Cue Hans Erich Apostel and his 1949 Variations on a Theme by Haydn—no, not that theme by Haydn, but the Andante from his Symphony No. 103. 

If one’s goal was diversity in a context of heritage, one needed to look no further than these character sketches on a fairly severe minor-key tune from one of the prime old masters. From birdy chirps to cushiony clarinets, from a thin violin scrim to a sharp rat-a-tat punctuation, the scoring was always lively and the instruments never got in each other’s way. The end was big and brassy—until it wasn’t. A single note, pianissimo pizzicato, sufficed.

The Orchestra Now, conducted by Zachary Schwartzman, will perform works by Schumann, Richard Strauss, and Sibelius, 4 p.m. Dec. 11 at Peter Norton Symphony Space.
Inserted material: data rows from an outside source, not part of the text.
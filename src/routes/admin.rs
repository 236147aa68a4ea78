//! Back-office endpoints. Every handler takes an [`AdminUser`], so non-admins get
//! `403` before any query runs.
//!
//! User management only ever touches regular accounts: other admins are left out
//! of listings and answer `404` on show, update and delete.

use crate::{
    auth::{hash_password, AdminUser},
    error::AppError,
    models::{user::USER_COLUMNS, User, UserInput, UserUpdate},
    response::{self, Page, PageQuery},
    security::{contains_pattern, normalize_search},
    stats::{
        queries::{self, ActiveUser, ContentCounts, Scope, UserCounts},
        top_users_limit, Period, StatusBreakdown, TasksByDate, DEFAULT_TOP_USERS,
    },
};
use actix_web::{delete, get, post, put, web, HttpResponse, Responder};
use chrono::Utc;
use serde::{Deserialize, Serialize};
use sqlx::{PgPool, Postgres, QueryBuilder};
use validator::Validate;

#[derive(Debug, Serialize)]
pub struct AdminDashboard {
    pub users: UserCounts,
    pub tasks: StatusBreakdown,
    pub content: ContentCounts,
    pub most_active_users: Vec<ActiveUser>,
    pub tasks_by_date: TasksByDate,
}

#[derive(Debug, Default, Deserialize)]
pub struct MostActiveQuery {
    pub limit: Option<i64>,
}

#[derive(Debug, Default, Deserialize)]
pub struct UserQuery {
    /// Matches username or email.
    pub search: Option<String>,
}

#[derive(Debug, Default, Deserialize)]
pub struct DeleteUserQuery {
    /// Remove the row instead of setting `deleted_at`.
    #[serde(default)]
    pub hard: bool,
}

/// Loads a regular (non-admin) account, soft-deleted ones included.
async fn fetch_managed_user(pool: &PgPool, id: i32) -> Result<User, AppError> {
    sqlx::query_as::<_, User>(&format!(
        "SELECT {} FROM users WHERE id = $1 AND NOT is_admin",
        USER_COLUMNS
    ))
    .bind(id)
    .fetch_optional(pool)
    .await?
    .ok_or_else(|| AppError::NotFound("User not found".into()))
}

fn duplicate_email(err: AppError) -> AppError {
    match err {
        AppError::Conflict(_) => AppError::Conflict("Email already registered".into()),
        other => other,
    }
}

/// Global numbers for the back office.
#[get("/dashboard")]
pub async fn dashboard(
    pool: web::Data<PgPool>,
    _admin: AdminUser,
) -> Result<impl Responder, AppError> {
    let now = Utc::now();

    let users = queries::user_counts(&pool).await?;
    let tasks = queries::status_breakdown(&pool, Scope::Global, now).await?;
    let content = queries::content_counts(&pool).await?;
    let most_active_users = queries::most_active_users(&pool, DEFAULT_TOP_USERS).await?;
    let tasks_by_date = queries::tasks_by_date(&pool, Scope::Global, Period::Week, now).await?;

    Ok(response::ok(AdminDashboard {
        users,
        tasks,
        content,
        most_active_users,
        tasks_by_date,
    }))
}

/// Top users by task count. `limit` defaults to 5 and is clamped to 1..=50.
#[get("/stats/most-active")]
pub async fn most_active(
    pool: web::Data<PgPool>,
    _admin: AdminUser,
    query: web::Query<MostActiveQuery>,
) -> Result<impl Responder, AppError> {
    let limit = top_users_limit(query.limit);
    Ok(response::ok(queries::most_active_users(&pool, limit).await?))
}

#[get("/users")]
pub async fn list_users(
    pool: web::Data<PgPool>,
    _admin: AdminUser,
    query: web::Query<UserQuery>,
    page: web::Query<PageQuery>,
) -> Result<impl Responder, AppError> {
    let search = normalize_search(query.search.as_deref()).map(|term| contains_pattern(&term));

    let mut count = QueryBuilder::<Postgres>::new("SELECT COUNT(*) FROM users WHERE NOT is_admin");
    push_user_search(&mut count, search.clone());
    let (total,) = count.build_query_as::<(i64,)>().fetch_one(&**pool).await?;

    let mut select = QueryBuilder::<Postgres>::new(format!(
        "SELECT {} FROM users WHERE NOT is_admin",
        USER_COLUMNS
    ));
    push_user_search(&mut select, search);
    select
        .push(" ORDER BY created_at DESC, id DESC LIMIT ")
        .push_bind(page.limit())
        .push(" OFFSET ")
        .push_bind(page.offset());
    let users = select.build_query_as::<User>().fetch_all(&**pool).await?;

    Ok(response::ok(Page::new(users, total, &page)))
}

fn push_user_search(qb: &mut QueryBuilder<'_, Postgres>, pattern: Option<String>) {
    if let Some(pattern) = pattern {
        qb.push(" AND (username ILIKE ")
            .push_bind(pattern.clone())
            .push(" OR email ILIKE ")
            .push_bind(pattern)
            .push(")");
    }
}

#[post("/users")]
pub async fn create_user(
    pool: web::Data<PgPool>,
    admin: AdminUser,
    user_data: web::Json<UserInput>,
) -> Result<impl Responder, AppError> {
    user_data.validate()?;
    let password_hash = hash_password(&user_data.password)?;

    let created = sqlx::query_as::<_, User>(&format!(
        "INSERT INTO users (username, email, password_hash, is_admin) \
         VALUES ($1, $2, $3, $4) RETURNING {}",
        USER_COLUMNS
    ))
    .bind(&user_data.username)
    .bind(user_data.email.trim().to_lowercase())
    .bind(password_hash)
    .bind(user_data.is_admin)
    .fetch_one(&**pool)
    .await
    .map_err(|e| duplicate_email(e.into()))?;

    log::info!("Admin {} created user {}", admin.0.id, created.id);
    Ok(response::created("User created", created))
}

#[get("/users/{id}")]
pub async fn get_user(
    pool: web::Data<PgPool>,
    _admin: AdminUser,
    user_id: web::Path<i32>,
) -> Result<impl Responder, AppError> {
    Ok(response::ok(fetch_managed_user(&pool, user_id.into_inner()).await?))
}

#[put("/users/{id}")]
pub async fn update_user(
    pool: web::Data<PgPool>,
    admin: AdminUser,
    user_id: web::Path<i32>,
    user_data: web::Json<UserUpdate>,
) -> Result<impl Responder, AppError> {
    user_data.validate()?;
    let user = fetch_managed_user(&pool, user_id.into_inner()).await?;
    let update = user_data.into_inner();

    let password_hash = update.password.as_deref().map(hash_password).transpose()?;
    let updated = sqlx::query_as::<_, User>(&format!(
        "UPDATE users SET username = $2, email = $3, is_admin = $4, \
         password_hash = COALESCE($5, password_hash), updated_at = NOW() \
         WHERE id = $1 RETURNING {}",
        USER_COLUMNS
    ))
    .bind(user.id)
    .bind(update.username.unwrap_or(user.username))
    .bind(
        update
            .email
            .map(|email| email.trim().to_lowercase())
            .unwrap_or(user.email),
    )
    .bind(update.is_admin.unwrap_or(user.is_admin))
    .bind(password_hash)
    .fetch_one(&**pool)
    .await
    .map_err(|e| duplicate_email(e.into()))?;

    log::info!("Admin {} updated user {}", admin.0.id, updated.id);
    Ok(response::ok_with_message("User updated", updated))
}

/// Soft-deletes a user, or removes the row with `?hard=true`.
///
/// A hard delete is refused with `409 Conflict` while the user still owns
/// categories, tags, tasks or todos.
#[delete("/users/{id}")]
pub async fn delete_user(
    pool: web::Data<PgPool>,
    admin: AdminUser,
    user_id: web::Path<i32>,
    query: web::Query<DeleteUserQuery>,
) -> Result<impl Responder, AppError> {
    let user = fetch_managed_user(&pool, user_id.into_inner()).await?;

    if !query.hard {
        sqlx::query(
            "UPDATE users SET deleted_at = COALESCE(deleted_at, NOW()), updated_at = NOW() \
             WHERE id = $1",
        )
        .bind(user.id)
        .execute(&**pool)
        .await?;
        log::info!("Admin {} soft-deleted user {}", admin.0.id, user.id);
        return Ok(HttpResponse::NoContent().finish());
    }

    let mut tx = pool.begin().await?;
    // New rows referencing the user wait on this lock, so the count below stays true
    // until the delete commits.
    sqlx::query("SELECT id FROM users WHERE id = $1 FOR UPDATE")
        .bind(user.id)
        .execute(&mut *tx)
        .await?;

    let (owned,) = sqlx::query_as::<_, (i64,)>(
        "SELECT (SELECT COUNT(*) FROM categories WHERE user_id = $1) \
              + (SELECT COUNT(*) FROM tags WHERE user_id = $1) \
              + (SELECT COUNT(*) FROM tasks WHERE user_id = $1) \
              + (SELECT COUNT(*) FROM todos WHERE user_id = $1)",
    )
    .bind(user.id)
    .fetch_one(&mut *tx)
    .await?;

    if owned > 0 {
        return Err(AppError::Conflict(format!(
            "User still owns {} record(s); delete them first or soft-delete the user",
            owned
        )));
    }

    sqlx::query("DELETE FROM users WHERE id = $1")
        .bind(user.id)
        .execute(&mut *tx)
        .await?;
    tx.commit().await?;

    log::warn!("Admin {} permanently deleted user {}", admin.0.id, user.id);
    Ok(HttpResponse::NoContent().finish())
}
Free admission with RSVP. ton.bard.edu.

2 Responses to “Kauder symphony proves a compelling rediscovery in Orchestra Now program”

  1. Posted Nov 05, 2022 at 6:29 am by David B Levy

    Thank you for shining light on Kauder’s amazing symphony, which merits performance by many more orchestras and gain a wider recognition, so long denied the composer. As a member of the Hugo Kauder Society, I am excited to go forward to bring more of his compositions to light.

  2. Posted Nov 05, 2022 at 3:48 pm by Franklin S

    This is actually very significant. Kauder was an excellent composer and theorist very much overshadowed by modernists.